### Exercise objective
From the first line of the data below through the line holding "First decide what", write out each line exactly as it stands.

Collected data

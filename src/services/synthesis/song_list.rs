use serde::Deserialize;
use std::sync::Arc;

use crate::{
    error::{AppError, AppResult},
    models::{SongSuggestion, SongSuggestions},
    services::synthesis::{GenerativeModel, Synthesizer},
};

/// Number of suggestions the model must return
pub const SUGGESTION_COUNT: usize = 10;

#[derive(Debug, Deserialize)]
struct SongListOutput {
    #[serde(default)]
    songs: Vec<SongSuggestion>,
}

/// Maps free text to exactly ten {title, artist} suggestions
pub struct SongListSynthesizer {
    model: Arc<dyn GenerativeModel>,
}

impl SongListSynthesizer {
    pub fn new(model: Arc<dyn GenerativeModel>) -> Self {
        Self { model }
    }
}

fn instruction(raw_input: &str) -> String {
    format!(
        r#"You are a music curator. Recommend exactly {count} songs for the listener's request.

First decide what the request is:
- an artist name: recommend that artist's songs and songs by similar artists
- a song title: recommend songs with a similar sound and feel
- a mood or activity: recommend songs that fit it

Favour tracks released in recent years, but classics are welcome where they fit. Every song must be a real, released track that exists on Spotify.

Reply with a JSON object of the form {{"songs": [{{"name": "<song title>", "artist": "<primary artist>"}}]}} containing exactly {count} entries.

Listener's request: "{input}""#,
        count = SUGGESTION_COUNT,
        input = raw_input
    )
}

fn validate(output: SongListOutput) -> AppResult<SongSuggestions> {
    if output.songs.len() != SUGGESTION_COUNT {
        return Err(AppError::Synthesis(format!(
            "Expected {} song suggestions, got {}",
            SUGGESTION_COUNT,
            output.songs.len()
        )));
    }

    let songs = output
        .songs
        .into_iter()
        .map(|song| SongSuggestion::new(song.title.trim(), song.artist.trim()))
        .collect::<Vec<_>>();

    if songs
        .iter()
        .any(|song| song.title.is_empty() || song.artist.is_empty())
    {
        return Err(AppError::Synthesis(
            "Song suggestion with blank title or artist".to_string(),
        ));
    }

    Ok(SongSuggestions(songs))
}

#[async_trait::async_trait]
impl Synthesizer for SongListSynthesizer {
    type Output = SongSuggestions;

    async fn produce(&self, raw_input: &str) -> AppResult<SongSuggestions> {
        let output = self.model.generate_json(&instruction(raw_input)).await?;

        let parsed: SongListOutput = serde_json::from_value(output)
            .map_err(|e| AppError::Synthesis(format!("Unexpected song list output: {}", e)))?;
        let suggestions = validate(parsed)?;

        tracing::info!(
            suggestions = suggestions.0.len(),
            strategy = self.name(),
            "Song suggestions synthesized"
        );

        Ok(suggestions)
    }

    fn name(&self) -> &'static str {
        "song_list"
    }
}
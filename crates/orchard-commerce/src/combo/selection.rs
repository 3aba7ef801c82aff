//! Combo selection and line items.

use crate::catalog::{Product, ProductVariant};
use crate::combo::{price, ComboPricingResult, DiscountTiers};
use crate::error::CommerceError;
use crate::ids::VariantId;
use crate::money::Money;

/// Maximum quantity allowed per line item.
pub const MAX_QUANTITY_PER_ITEM: i64 = 9999;

/// One variant and how many of it are in the combo.
///
/// Borrows the product and variant from the catalog snapshot; the line item
/// never owns them.
#[derive(Debug, Clone, Copy, PartialEq)]
pub struct ComboLineItem<'a> {
    pub product: &'a Product,
    pub variant: &'a ProductVariant,
    pub quantity: u32,
}

impl<'a> ComboLineItem<'a> {
    pub fn new(product: &'a Product, variant: &'a ProductVariant, quantity: u32) -> Self {
        Self {
            product,
            variant,
            quantity,
        }
    }

    pub fn variant_id(&self) -> &'a VariantId {
        &self.variant.product_variant_id
    }

    /// Effective unit price (promotion applied).
    pub fn unit_price(&self) -> Money {
        self.variant.effective_price()
    }

    /// Unit price times quantity.
    pub fn line_total(&self) -> Money {
        self.unit_price().multiply(self.quantity)
    }
}

/// One discrete combo-builder edit.
#[derive(Debug, Clone, PartialEq)]
pub enum ComboAction<'a> {
    /// Drop a variant into the combo, or bump its quantity by one.
    Add {
        product: &'a Product,
        variant_id: VariantId,
    },
    /// Set a quantity; zero or below removes the line.
    SetQuantity {
        variant_id: VariantId,
        quantity: i64,
    },
    Remove(VariantId),
    /// Drag-and-drop reorder.
    Move { from: usize, to: usize },
    Clear,
}

/// The ordered line items of a combo under construction, keyed by variant.
#[derive(Debug, Clone, Default, PartialEq)]
pub struct ComboSelection<'a> {
    items: Vec<ComboLineItem<'a>>,
}

impl<'a> ComboSelection<'a> {
    pub fn new() -> Self {
        Self { items: Vec::new() }
    }

    /// Add one unit of `variant_id` from `product`.
    ///
    /// A variant already in the selection has its quantity incremented in
    /// place. Returns the line's new quantity.
    pub fn add(
        &mut self,
        product: &'a Product,
        variant_id: &VariantId,
    ) -> Result<u32, CommerceError> {
        let variant = product
            .find_variant(variant_id)
            .ok_or_else(|| CommerceError::VariantNotFound(variant_id.to_string()))?;

        if let Some(existing) = self.items.iter_mut().find(|i| i.variant_id() == variant_id) {
            let new_quantity = i64::from(existing.quantity) + 1;
            if new_quantity > MAX_QUANTITY_PER_ITEM {
                return Err(CommerceError::QuantityExceedsLimit(
                    new_quantity,
                    MAX_QUANTITY_PER_ITEM,
                ));
            }
            existing.quantity += 1;
            return Ok(existing.quantity);
        }

        self.items.push(ComboLineItem::new(product, variant, 1));
        Ok(1)
    }

    /// Update a line's quantity.
    ///
    /// If quantity is <= 0, removes the line. Returns whether a line was
    /// changed or removed.
    pub fn set_quantity(
        &mut self,
        variant_id: &VariantId,
        quantity: i64,
    ) -> Result<bool, CommerceError> {
        if quantity <= 0 {
            return Ok(self.remove(variant_id));
        }

        if quantity > MAX_QUANTITY_PER_ITEM {
            return Err(CommerceError::QuantityExceedsLimit(
                quantity,
                MAX_QUANTITY_PER_ITEM,
            ));
        }

        match self.items.iter_mut().find(|i| i.variant_id() == variant_id) {
            Some(item) => {
                item.quantity = u32::try_from(quantity)
                    .map_err(|_| CommerceError::InvalidQuantity(quantity))?;
                Ok(true)
            }
            None => Ok(false),
        }
    }

    /// Remove a line.
    pub fn remove(&mut self, variant_id: &VariantId) -> bool {
        let len_before = self.items.len();
        self.items.retain(|i| i.variant_id() != variant_id);
        self.items.len() < len_before
    }

    /// Move the line at `from` to position `to`, shifting the lines between.
    pub fn move_item(&mut self, from: usize, to: usize) -> Result<(), CommerceError> {
        let len = self.items.len();
        for position in [from, to] {
            if position >= len {
                return Err(CommerceError::PositionOutOfRange { position, len });
            }
        }

        let item = self.items.remove(from);
        self.items.insert(to, item);
        Ok(())
    }

    pub fn clear(&mut self) {
        self.items.clear();
    }

    /// Apply one edit to a copy of this selection.
    pub fn apply(&self, action: ComboAction<'a>) -> Result<ComboSelection<'a>, CommerceError> {
        let mut next = self.clone();
        match action {
            ComboAction::Add {
                product,
                variant_id,
            } => {
                next.add(product, &variant_id)?;
            }
            ComboAction::SetQuantity {
                variant_id,
                quantity,
            } => {
                next.set_quantity(&variant_id, quantity)?;
            }
            ComboAction::Remove(variant_id) => {
                next.remove(&variant_id);
            }
            ComboAction::Move { from, to } => next.move_item(from, to)?,
            ComboAction::Clear => next.clear(),
        }
        Ok(next)
    }

    pub fn items(&self) -> &[ComboLineItem<'a>] {
        &self.items
    }

    /// Get a line by variant ID.
    pub fn get(&self, variant_id: &VariantId) -> Option<&ComboLineItem<'a>> {
        self.items.iter().find(|i| i.variant_id() == variant_id)
    }

    /// Sum of quantities across lines.
    pub fn total_quantity(&self) -> u32 {
        self.items
            .iter()
            .fold(0u32, |acc, i| acc.saturating_add(i.quantity))
    }

    /// Number of distinct lines.
    pub fn len(&self) -> usize {
        self.items.len()
    }

    pub fn is_empty(&self) -> bool {
        self.items.is_empty()
    }

    /// Price with the standard tiers.
    pub fn pricing(&self) -> ComboPricingResult {
        price(&self.items)
    }

    /// Price with custom tiers.
    pub fn pricing_with(&self, tiers: &DiscountTiers) -> ComboPricingResult {
        tiers.price(&self.items)
    }
}
//! CLI command implementations.

pub mod combo;
pub mod config;
pub mod facets;
pub mod filter;

use clap::{Args, Subcommand};
use orchard_commerce::catalog::Nutrient;
use orchard_commerce::ids::VariantId;
use orchard_commerce::search::SortKey;
use rust_decimal::Decimal;

/// Arguments for the filter command.
#[derive(Args)]
pub struct FilterArgs {
    /// Category name to match (repeatable, any matches).
    #[arg(long = "category", value_name = "NAME")]
    pub categories: Vec<String>,

    /// Tag to match (repeatable, any matches).
    #[arg(long = "tag", value_name = "TAG")]
    pub tags: Vec<String>,

    /// Package type to match (repeatable, any matches).
    #[arg(long = "package-type", value_name = "PACKAGE")]
    pub package_types: Vec<String>,

    /// Lowest variant list price.
    #[arg(long)]
    pub min_price: Option<Decimal>,

    /// Highest variant list price.
    #[arg(long)]
    pub max_price: Option<Decimal>,

    /// Lowest net weight in grams.
    #[arg(long)]
    pub min_weight: Option<f64>,

    /// Highest net weight in grams.
    #[arg(long)]
    pub max_weight: Option<f64>,

    /// Only products with a variant on promotion.
    #[arg(long)]
    pub promotion: bool,

    /// Only products with a variant in stock.
    #[arg(long)]
    pub in_stock: bool,

    /// Accent-insensitive text search over names and package types.
    #[arg(short, long)]
    pub search: Option<String>,

    /// Nutrient range, e.g. `protein=0:5` (repeatable).
    #[arg(
        long = "nutrient",
        value_name = "NAME=LO:HI",
        value_parser = filter::parse_nutrient_range
    )]
    pub nutrients: Vec<(Nutrient, f64, f64)>,

    /// Result order (default from config).
    #[arg(long, value_parser = filter::parse_sort)]
    pub sort: Option<SortKey>,

    /// Show only the first N results.
    #[arg(short, long)]
    pub limit: Option<usize>,
}

/// Arguments for the combo command.
#[derive(Args)]
pub struct ComboArgs {
    #[command(subcommand)]
    pub command: ComboCommand,
}

#[derive(Subcommand)]
pub enum ComboCommand {
    /// Price a combo selection.
    Price {
        /// Variant to add, optionally with a quantity: `v-123` or `v-123x4`.
        #[arg(
            short,
            long = "item",
            value_name = "VARIANT[xQTY]",
            required = true,
            value_parser = combo::parse_item
        )]
        items: Vec<ItemSpec>,
    },
    /// Print the combo-creation request body.
    Payload {
        /// Combo name.
        #[arg(short, long)]
        name: String,

        /// Combo description.
        #[arg(short, long)]
        description: Option<String>,

        /// Variant to add, optionally with a quantity: `v-123` or `v-123x4`.
        #[arg(
            short,
            long = "item",
            value_name = "VARIANT[xQTY]",
            required = true,
            value_parser = combo::parse_item
        )]
        items: Vec<ItemSpec>,
    },
}

/// One `--item` argument.
#[derive(Debug, Clone, PartialEq, Eq)]
pub struct ItemSpec {
    pub variant_id: VariantId,
    pub quantity: u32,
}

/// Arguments for the config command.
#[derive(Args)]
pub struct ConfigArgs {
    #[command(subcommand)]
    pub command: ConfigCommand,
}

#[derive(Subcommand)]
pub enum ConfigCommand {
    /// Show current configuration.
    Show,
    /// Initialize a new config file.
    Init {
        /// Force overwrite existing config.
        #[arg(short, long)]
        force: bool,

        /// Catalog snapshot path to write into the file.
        #[arg(long, default_value = "products.json")]
        catalog_path: String,
    },
    /// Validate the config file and the catalog it points at.
    Validate,
}
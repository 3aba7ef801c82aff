//! Nutrition facts as served by the product listing.

use serde::{Deserialize, Serialize};
use std::fmt;

/// A nutrient the filter sidebar can constrain.
#[derive(Debug, Clone, Copy, PartialEq, Eq, PartialOrd, Ord, Hash, Serialize, Deserialize)]
#[serde(rename_all = "lowercase")]
pub enum Nutrient {
    Calories,
    Protein,
    Carbs,
    Fat,
}

impl Nutrient {
    pub const ALL: [Nutrient; 4] = [
        Nutrient::Calories,
        Nutrient::Protein,
        Nutrient::Carbs,
        Nutrient::Fat,
    ];

    pub fn as_str(&self) -> &'static str {
        match self {
            Nutrient::Calories => "calories",
            Nutrient::Protein => "protein",
            Nutrient::Carbs => "carbs",
            Nutrient::Fat => "fat",
        }
    }

    pub fn from_str(s: &str) -> Option<Self> {
        match s.trim().to_lowercase().as_str() {
            "calories" | "kcal" => Some(Nutrient::Calories),
            "protein" => Some(Nutrient::Protein),
            "carbs" | "carbohydrates" => Some(Nutrient::Carbs),
            "fat" => Some(Nutrient::Fat),
            _ => None,
        }
    }
}

impl fmt::Display for Nutrient {
    fn fmt(&self, f: &mut fmt::Formatter<'_>) -> fmt::Result {
        f.write_str(self.as_str())
    }
}

/// A nutrient amount; the admin form stores some as text (`"12.5g"`).
#[derive(Debug, Clone, PartialEq, Serialize, Deserialize)]
#[serde(untagged)]
pub enum NutrientValue {
    Number(f64),
    Text(String),
}

impl NutrientValue {
    /// Numeric reading of the value. Text is read by its leading decimal
    /// number; anything unreadable counts as `0`.
    pub fn as_f64(&self) -> f64 {
        match self {
            NutrientValue::Number(n) if n.is_finite() => *n,
            NutrientValue::Number(_) => 0.0,
            NutrientValue::Text(s) => parse_leading_decimal(s).unwrap_or(0.0),
        }
    }
}

impl From<f64> for NutrientValue {
    fn from(n: f64) -> Self {
        NutrientValue::Number(n)
    }
}

impl From<&str> for NutrientValue {
    fn from(s: &str) -> Self {
        NutrientValue::Text(s.to_string())
    }
}

/// Per-product nutrition record. Any field may be missing.
#[derive(Debug, Clone, Default, PartialEq, Serialize, Deserialize)]
#[serde(default)]
pub struct NutritionFacts {
    pub calories: Option<NutrientValue>,
    pub protein: Option<NutrientValue>,
    pub carbs: Option<NutrientValue>,
    pub fat: Option<NutrientValue>,
}

impl NutritionFacts {
    /// Numeric value of a nutrient; missing fields read as `0`.
    pub fn value(&self, nutrient: Nutrient) -> f64 {
        let field = match nutrient {
            Nutrient::Calories => &self.calories,
            Nutrient::Protein => &self.protein,
            Nutrient::Carbs => &self.carbs,
            Nutrient::Fat => &self.fat,
        };
        field.as_ref().map(NutrientValue::as_f64).unwrap_or(0.0)
    }
}

/// Read the longest leading decimal number of `s`, accepting `,` as the
/// decimal separator.
fn parse_leading_decimal(s: &str) -> Option<f64> {
    let s = s.trim_start();
    let mut end = 0;
    let mut seen_digit = false;
    let mut seen_separator = false;

    for (i, ch) in s.char_indices() {
        match ch {
            '+' | '-' if i == 0 => {}
            '0'..='9' => seen_digit = true,
            '.' | ',' if !seen_separator => seen_separator = true,
            _ => break,
        }
        end = i + ch.len_utf8();
    }

    if !seen_digit {
        return None;
    }

    s[..end]
        .trim_end_matches(['.', ','])
        .replace(',', ".")
        .parse::<f64>()
        .ok()
        .filter(|n| n.is_finite())
}

#[cfg(test)]
mod tests {
    use super::*;

    #[test]
    fn test_text_values_parse_leading_number() {
        assert_eq!(NutrientValue::from("12.5g").as_f64(), 12.5);
        assert_eq!(NutrientValue::from(" 3,2 g").as_f64(), 3.2);
        assert_eq!(NutrientValue::from("40").as_f64(), 40.0);
        assert_eq!(NutrientValue::from("7.").as_f64(), 7.0);
    }

    #[test]
    fn test_unparseable_values_read_as_zero() {
        assert_eq!(NutrientValue::from("n/a").as_f64(), 0.0);
        assert_eq!(NutrientValue::from("").as_f64(), 0.0);
        assert_eq!(NutrientValue::from("-").as_f64(), 0.0);
        assert_eq!(NutrientValue::Number(f64::NAN).as_f64(), 0.0);
    }

    #[test]
    fn test_missing_field_reads_as_zero() {
        let facts = NutritionFacts {
            protein: Some(2.5.into()),
            ..Default::default()
        };
        assert_eq!(facts.value(Nutrient::Protein), 2.5);
        assert_eq!(facts.value(Nutrient::Fat), 0.0);
    }

    #[test]
    fn test_nutrition_facts_from_mixed_json() {
        let facts: NutritionFacts =
            serde_json::from_str(r#"{"calories": 320, "protein": "2.1g", "carbs": "78"}"#)
                .unwrap();
        assert_eq!(facts.value(Nutrient::Calories), 320.0);
        assert_eq!(facts.value(Nutrient::Protein), 2.1);
        assert_eq!(facts.value(Nutrient::Carbs), 78.0);
        assert!(facts.fat.is_none());
    }

    #[test]
    fn test_nutrient_from_str() {
        assert_eq!(Nutrient::from_str("Protein"), Some(Nutrient::Protein));
        assert_eq!(Nutrient::from_str("carbohydrates"), Some(Nutrient::Carbs));
        assert_eq!(Nutrient::from_str("sugar"), None);
    }
}
//! Per-phase timings for a command run.

use std::time::{Duration, Instant};

use serde::Serialize;

/// Duration of one named phase.
#[derive(Debug, Clone, PartialEq, Eq, Serialize)]
pub struct PhaseTiming {
    pub name: String,
    pub duration_us: u64,
}

/// Collector for the phases of one run (load, facets, filter, price...).
///
/// Phases keep the order they were recorded in.
#[derive(Debug)]
pub struct PhaseTimings {
    start: Instant,
    phases: Vec<PhaseTiming>,
}

/// Serialized view of a finished run.
#[derive(Debug, Clone, Serialize)]
pub struct TimingReport {
    pub phases: Vec<PhaseTiming>,
    pub total_us: u64,
}

impl PhaseTimings {
    pub fn new() -> Self {
        Self {
            start: Instant::now(),
            phases: Vec::new(),
        }
    }

    /// Run `f` and record how long it took under `name`.
    pub fn time<T>(&mut self, name: &str, f: impl FnOnce() -> T) -> T {
        let started = Instant::now();
        let value = f();
        self.record(name, started.elapsed());
        value
    }

    /// Record an already measured phase.
    pub fn record(&mut self, name: &str, duration: Duration) {
        let duration_us = duration.as_micros() as u64;
        tracing::trace!(phase = name, duration_us, "phase finished");
        self.phases.push(PhaseTiming {
            name: name.to_string(),
            duration_us,
        });
    }

    pub fn phases(&self) -> &[PhaseTiming] {
        &self.phases
    }

    /// Get total elapsed time.
    pub fn elapsed(&self) -> Duration {
        self.start.elapsed()
    }

    /// Finalize and return the report.
    pub fn finish(self) -> TimingReport {
        TimingReport {
            total_us: self.start.elapsed().as_micros() as u64,
            phases: self.phases,
        }
    }
}

impl Default for PhaseTimings {
    fn default() -> Self {
        Self::new()
    }
}

impl TimingReport {
    /// Format as JSON.
    pub fn to_json(&self) -> String {
        serde_json::to_string(self).unwrap_or_default()
    }

    /// Format as human-readable summary.
    pub fn to_summary(&self) -> String {
        let mut lines = Vec::with_capacity(self.phases.len() + 1);
        lines.push(format!(
            "Total: {}us ({:.2}ms)",
            self.total_us,
            self.total_us as f64 / 1000.0
        ));
        for phase in &self.phases {
            lines.push(format!(
                "  {}: {}us ({:.2}ms)",
                phase.name,
                phase.duration_us,
                phase.duration_us as f64 / 1000.0
            ));
        }
        lines.join("\n")
    }
}
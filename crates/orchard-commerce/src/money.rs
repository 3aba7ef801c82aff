//! Money type for representing monetary values.
//!
//! The store sells in a single currency (Vietnamese dong), so `Money` is a
//! plain exact decimal amount. Arithmetic never rounds; rounding happens only
//! when a value is formatted for display.

use rust_decimal::prelude::*;
use serde::{Deserialize, Serialize};
use std::fmt;
use std::iter::Sum;
use std::ops::{Add, Sub};

/// Currency symbol appended by [`Money::display`].
pub const CURRENCY_SYMBOL: &str = "\u{20ab}";

/// An exact monetary amount in dong.
#[derive(
    Debug, Clone, Copy, PartialEq, Eq, PartialOrd, Ord, Hash, Serialize, Deserialize, Default,
)]
#[serde(transparent)]
pub struct Money(#[serde(with = "rust_decimal::serde::float")] Decimal);

impl Money {
    /// Create a Money value from a decimal amount.
    pub fn new(amount: Decimal) -> Self {
        Self(amount)
    }

    /// Create a Money value from a whole number of dong.
    ///
    /// ```
    /// use orchard_commerce::money::Money;
    /// let price = Money::from_units(100_000);
    /// assert_eq!(price.display(), "100.000 \u{20ab}");
    /// ```
    pub fn from_units(units: i64) -> Self {
        Self(Decimal::from(units))
    }

    /// The zero amount.
    pub fn zero() -> Self {
        Self(Decimal::ZERO)
    }

    /// The exact underlying amount.
    pub fn amount(&self) -> Decimal {
        self.0
    }

    /// Check if this is zero.
    pub fn is_zero(&self) -> bool {
        self.0.is_zero()
    }

    /// Multiply by a quantity. Saturates at the representable bounds.
    pub fn multiply(&self, quantity: u32) -> Money {
        Money(self.0.saturating_mul(Decimal::from(quantity)))
    }

    /// Calculate a percentage of this amount, exactly.
    ///
    /// Amounts too large to scale first are divided first instead.
    pub fn percentage(&self, percent: Decimal) -> Money {
        match self.0.checked_mul(percent) {
            Some(scaled) => Money(scaled / Decimal::ONE_HUNDRED),
            None => Money((self.0 / Decimal::ONE_HUNDRED).saturating_mul(percent)),
        }
    }

    /// Amount as `f64`, for range sliders.
    pub fn to_f64(&self) -> f64 {
        self.0.to_f64().unwrap_or(0.0)
    }

    /// Format for display, rounded to whole dong with `.` grouping
    /// (e.g. `"470.000 ₫"`).
    pub fn display(&self) -> String {
        format!("{} {}", self.display_amount(), CURRENCY_SYMBOL)
    }

    /// Format the rounded amount without the currency symbol.
    pub fn display_amount(&self) -> String {
        let rounded = self
            .0
            .round_dp_with_strategy(0, RoundingStrategy::MidpointAwayFromZero);
        let digits = rounded.abs().trunc().to_string();

        let mut grouped = String::with_capacity(digits.len() + digits.len() / 3);
        for (i, ch) in digits.chars().enumerate() {
            if i > 0 && (digits.len() - i) % 3 == 0 {
                grouped.push('.');
            }
            grouped.push(ch);
        }

        if rounded.is_sign_negative() && !rounded.is_zero() {
            format!("-{}", grouped)
        } else {
            grouped
        }
    }
}

impl From<Decimal> for Money {
    fn from(amount: Decimal) -> Self {
        Money(amount)
    }
}

impl Add for Money {
    type Output = Money;

    fn add(self, other: Money) -> Money {
        Money(self.0.saturating_add(other.0))
    }
}

impl Sub for Money {
    type Output = Money;

    fn sub(self, other: Money) -> Money {
        Money(self.0.saturating_sub(other.0))
    }
}

impl Sum for Money {
    fn sum<I: Iterator<Item = Money>>(iter: I) -> Money {
        iter.fold(Money::zero(), |acc, m| acc + m)
    }
}

impl fmt::Display for Money {
    fn fmt(&self, f: &mut fmt::Formatter<'_>) -> fmt::Result {
        f.write_str(&self.display())
    }
}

### Solved problem
filename src/services/synthesis/song_list.rs
use serde::Deserialize;
use std::sync::Arc;

use crate::{
    error::{AppError, AppResult},
    models::{SongSuggestion, SongSuggestions},
    services::synthesis::{GenerativeModel, Synthesizer},
};

/// Number of suggestions the model must return
pub const SUGGESTION_COUNT: usize = 10;

#[derive(Debug, Deserialize)]
struct SongListOutput {
    #[serde(default)]
    songs: Vec<SongSuggestion>,
}

/// Maps free text to exactly ten {title, artist} suggestions
pub struct SongListSynthesizer {
    model: Arc<dyn GenerativeModel>,
}

impl SongListSynthesizer {
    pub fn new(model: Arc<dyn GenerativeModel>) -> Self {
        Self { model }
    }
}

fn instruction(raw_input: &str) -> String {
    format!(
        r#"You are a music curator. Recommend exactly {count} songs for the listener's request.

First decide what the request is:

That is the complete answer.